Sarà un ottobre molto caldo per il governo Renzi, atteso alla prova referendaria definitiva sul suo operato per quanto concerne le riforme Costituzionali.

 

Volute caldamente da Napolitano, Verdini, la P2 e i dal giglio magico renziano, tutte le nuove norme sono ascrivibili alla Ministra per le Riforme e i Rapporti con il Parlamento Maria Elena Boschi. Proprio lei, accompagnata dallo scudiero Luciano Violante e dall'imparziale direttore del Tg1 Mario Orfeo, ha iniziato da Palermo a battere l'Italia per sostenere il fronte del "Sì".

Due sono le domande che ci pone questa discesa in campo. Si tratta di una normale dialettica tra Comitati? O c'è qualcosa che non torna? Ma soprattutto: è possibile che la campagna referendaria per il Sì sia pagata anche da chi si oppone?

I viaggi della musa renziana costano un occhio delle testa, poi ci sono gli alberghi, le indennità di trasferta per i funzionari al seguito, gli spostamenti, le scorte, i noleggi, i ristoranti. Normalmente i comitati si autofinanziano oppure vengono loro destinati fondi da parte di partiti che girano una (infinitesimale) parte dei rimborsi elettorali per questi fini. Si tratta però di soldi limitati, di provenienza comunque privata.

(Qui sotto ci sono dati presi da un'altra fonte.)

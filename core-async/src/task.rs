//! Local (single-threaded) task spawning.
//!
//! UI code never leaves the thread that owns the DOM, so everything spawned
//! through this module is `!Send`-friendly:
//! - On native platforms: `tokio::task::spawn_local`, which must be called from
//!   inside a `tokio::task::LocalSet`. [`run_local`] provides one.
//! - On WASM: `wasm_bindgen_futures::spawn_local` on the browser event loop.
//!
//! [`try_spawn_local`] reports a missing executor as a [`SpawnError`] instead
//! of panicking. Natively it only recognizes executors entered through
//! [`run_local`].
//!
//! # Examples
//!
//! ```rust
//! use core_async::task;
//!
//! # #[cfg(not(target_arch = "wasm32"))]
//! # #[tokio::main(flavor = "current_thread")]
//! # async fn main() {
//! task::run_local(async {
//!     let handle = task::spawn_local(async { 42 });
//!     assert_eq!(handle.await.unwrap(), 42);
//! })
//! .await;
//! # }
//! # #[cfg(target_arch = "wasm32")]
//! # fn main() {}
//! ```

use std::fmt;
#[cfg(not(target_arch = "wasm32"))]
use std::future::Future;
#[cfg(not(target_arch = "wasm32"))]
use std::pin::Pin;
#[cfg(not(target_arch = "wasm32"))]
use std::task::{Context, Poll};

// ============================================================================
// Native Implementation (Tokio)
// ============================================================================

#[cfg(not(target_arch = "wasm32"))]
pub use tokio::task::{JoinError, JoinHandle};

/// Spawns a `!Send` future on the current thread's local task set.
///
/// # Panics
///
/// Panics when called outside of a `tokio::task::LocalSet` context.
#[cfg(not(target_arch = "wasm32"))]
pub fn spawn_local<F>(future: F) -> JoinHandle<F::Output>
where
    F: Future + 'static,
    F::Output: 'static,
{
    tokio::task::spawn_local(future)
}

#[cfg(not(target_arch = "wasm32"))]
thread_local! {
    static LOCAL_DEPTH: std::cell::Cell<usize> = const { std::cell::Cell::new(0) };
}

/// Drive `future` to completion inside a fresh `LocalSet`.
///
/// Tasks spawned while it runs may use [`try_spawn_local`].
#[cfg(not(target_arch = "wasm32"))]
pub async fn run_local<F: Future>(future: F) -> F::Output {
    let local = tokio::task::LocalSet::new();
    Entered {
        inner: Box::pin(local.run_until(future)),
    }
    .await
}

/// Like [`spawn_local`], but fails instead of panicking when no local
/// executor is running on this thread.
#[cfg(not(target_arch = "wasm32"))]
pub fn try_spawn_local<F>(future: F) -> std::result::Result<JoinHandle<F::Output>, SpawnError>
where
    F: Future + 'static,
    F::Output: 'static,
{
    if LOCAL_DEPTH.with(|depth| depth.get()) == 0 {
        return Err(SpawnError { _private: () });
    }
    Ok(tokio::task::spawn_local(future))
}

/// Marks the thread as inside a local executor for the duration of each poll.
#[cfg(not(target_arch = "wasm32"))]
struct Entered<F> {
    inner: Pin<Box<F>>,
}

#[cfg(not(target_arch = "wasm32"))]
impl<F: Future> Future for Entered<F> {
    type Output = F::Output;

    fn poll(mut self: Pin<&mut Self>, cx: &mut Context<'_>) -> Poll<Self::Output> {
        LOCAL_DEPTH.with(|depth| depth.set(depth.get() + 1));
        let _exit = DepthGuard;
        self.inner.as_mut().poll(cx)
    }
}

#[cfg(not(target_arch = "wasm32"))]
struct DepthGuard;

#[cfg(not(target_arch = "wasm32"))]
impl Drop for DepthGuard {
    fn drop(&mut self) {
        LOCAL_DEPTH.with(|depth| depth.set(depth.get().saturating_sub(1)));
    }
}

// ============================================================================
// WASM Implementation
// ============================================================================

#[cfg(target_arch = "wasm32")]
pub use crate::wasm::task::{run_local, spawn_local, try_spawn_local, JoinError, JoinHandle};

/// No local executor was running when a task was spawned.
#[derive(Debug, Clone, Copy, PartialEq, Eq)]
pub struct SpawnError {
    _private: (),
}

impl fmt::Display for SpawnError {
    fn fmt(&self, f: &mut fmt::Formatter<'_>) -> fmt::Result {
        write!(f, "no local executor is running on this thread")
    }
}

impl std::error::Error for SpawnError {}

/// Result type for task operations.
pub type Result<T> = std::result::Result<T, JoinError>;
//! Error types for the browser bridge

use thiserror::Error;
use wasm_bindgen::JsCast;

/// Result type for WebAssembly bridge operations
pub type WasmResult<T> = Result<T, WasmError>;

/// Errors that can occur while building or driving the widget in a page
#[derive(Error, Debug)]
pub enum WasmError {
    /// JavaScript error from web-sys
    #[error("JavaScript error: {0}")]
    JavaScript(String),

    /// A browser global (window, document) is missing
    #[error("Browser API unavailable: {0}")]
    Unavailable(String),

    /// Mount target lookup failed
    #[error("Element not found: {0}")]
    ElementNotFound(String),

    /// A created node had an unexpected type
    #[error("Unexpected element type: expected {0}")]
    UnexpectedElement(&'static str),

    /// Options object did not deserialize into a widget configuration
    #[error("Invalid options: {0}")]
    Options(String),

    /// Player construction failed
    #[error(transparent)]
    Playback(#[from] core_playback::PlaybackError),
}

impl From<WasmError> for bridge_traits::error::BridgeError {
    fn from(err: WasmError) -> Self {
        match err {
            WasmError::Unavailable(what) => bridge_traits::error::BridgeError::NotAvailable(what),
            other => bridge_traits::error::BridgeError::OperationFailed(other.to_string()),
        }
    }
}

impl From<wasm_bindgen::JsValue> for WasmError {
    fn from(js_value: wasm_bindgen::JsValue) -> Self {
        let msg = if js_value.is_string() {
            js_value
                .as_string()
                .unwrap_or_else(|| "Unknown error".to_string())
        } else if let Some(error) = js_value.dyn_ref::<js_sys::Error>() {
            error.message().into()
        } else {
            format!("{:?}", js_value)
        };
        WasmError::JavaScript(msg)
    }
}
//! WASM-specific local task spawning.
//!
//! Mirrors `tokio::task::spawn_local` closely enough that code running on the
//! UI thread can spawn completion handlers the same way on both targets.

use futures::channel::oneshot;
use std::fmt;
use std::future::Future;
use std::pin::Pin;
use std::task::{Context, Poll};

use crate::task::SpawnError;

/// Error returned when awaiting a task whose result never arrived.
#[derive(Debug, Clone)]
pub struct JoinError {
    _private: (),
}

impl JoinError {
    fn cancelled() -> Self {
        Self { _private: () }
    }

    /// Always `true`: the only failure mode on WASM is a dropped task.
    pub fn is_cancelled(&self) -> bool {
        true
    }
}

impl fmt::Display for JoinError {
    fn fmt(&self, f: &mut fmt::Formatter<'_>) -> fmt::Result {
        write!(f, "task was cancelled")
    }
}

impl std::error::Error for JoinError {}

/// Handle to a task spawned with [`spawn_local`].
///
/// Dropping the handle detaches the task; it keeps running on the event loop.
pub struct JoinHandle<T> {
    receiver: oneshot::Receiver<T>,
}

impl<T> Future for JoinHandle<T> {
    type Output = Result<T, JoinError>;

    fn poll(mut self: Pin<&mut Self>, cx: &mut Context<'_>) -> Poll<Self::Output> {
        match Pin::new(&mut self.receiver).poll(cx) {
            Poll::Ready(Ok(output)) => Poll::Ready(Ok(output)),
            // Sender dropped without sending.
            Poll::Ready(Err(_)) => Poll::Ready(Err(JoinError::cancelled())),
            Poll::Pending => Poll::Pending,
        }
    }
}

/// Spawns a `!Send` future onto the browser event loop.
///
/// The future starts running once the current JavaScript task yields, which
/// matches promise-callback ordering.
pub fn spawn_local<F>(future: F) -> JoinHandle<F::Output>
where
    F: Future + 'static,
    F::Output: 'static,
{
    let (sender, receiver) = oneshot::channel();

    wasm_bindgen_futures::spawn_local(async move {
        let output = future.await;
        // The receiver may already be gone when the caller detached the task.
        let _ = sender.send(output);
    });

    JoinHandle { receiver }
}

/// Always succeeds: the browser event loop is always running.
pub fn try_spawn_local<F>(future: F) -> Result<JoinHandle<F::Output>, SpawnError>
where
    F: Future + 'static,
    F::Output: 'static,
{
    Ok(spawn_local(future))
}

/// Await `future` directly; the event loop needs no setup.
pub async fn run_local<F: Future>(future: F) -> F::Output {
    future.await
}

Qui invece il comitato del Sì può disporre di un plafond di soldi pubblici praticamente illimitati, dell'asservimento formale del principale Telegiornale nazionale e di una pattuglia di politici e politicanti locali che faranno da cassa di risonanza allo stesso governo che ha promosso questa controriforma.

Questa riflessione economica non indebolisce poi il fatto che il governo stia compiendo comunque un'attività gravemente lesiva della democrazia, inquinando pesantemente con l'uso di una sproporzione di forze indicibile, la campagna referendaria.

Per questo è lecito parlare di possibile danno erariale e voto inquinato.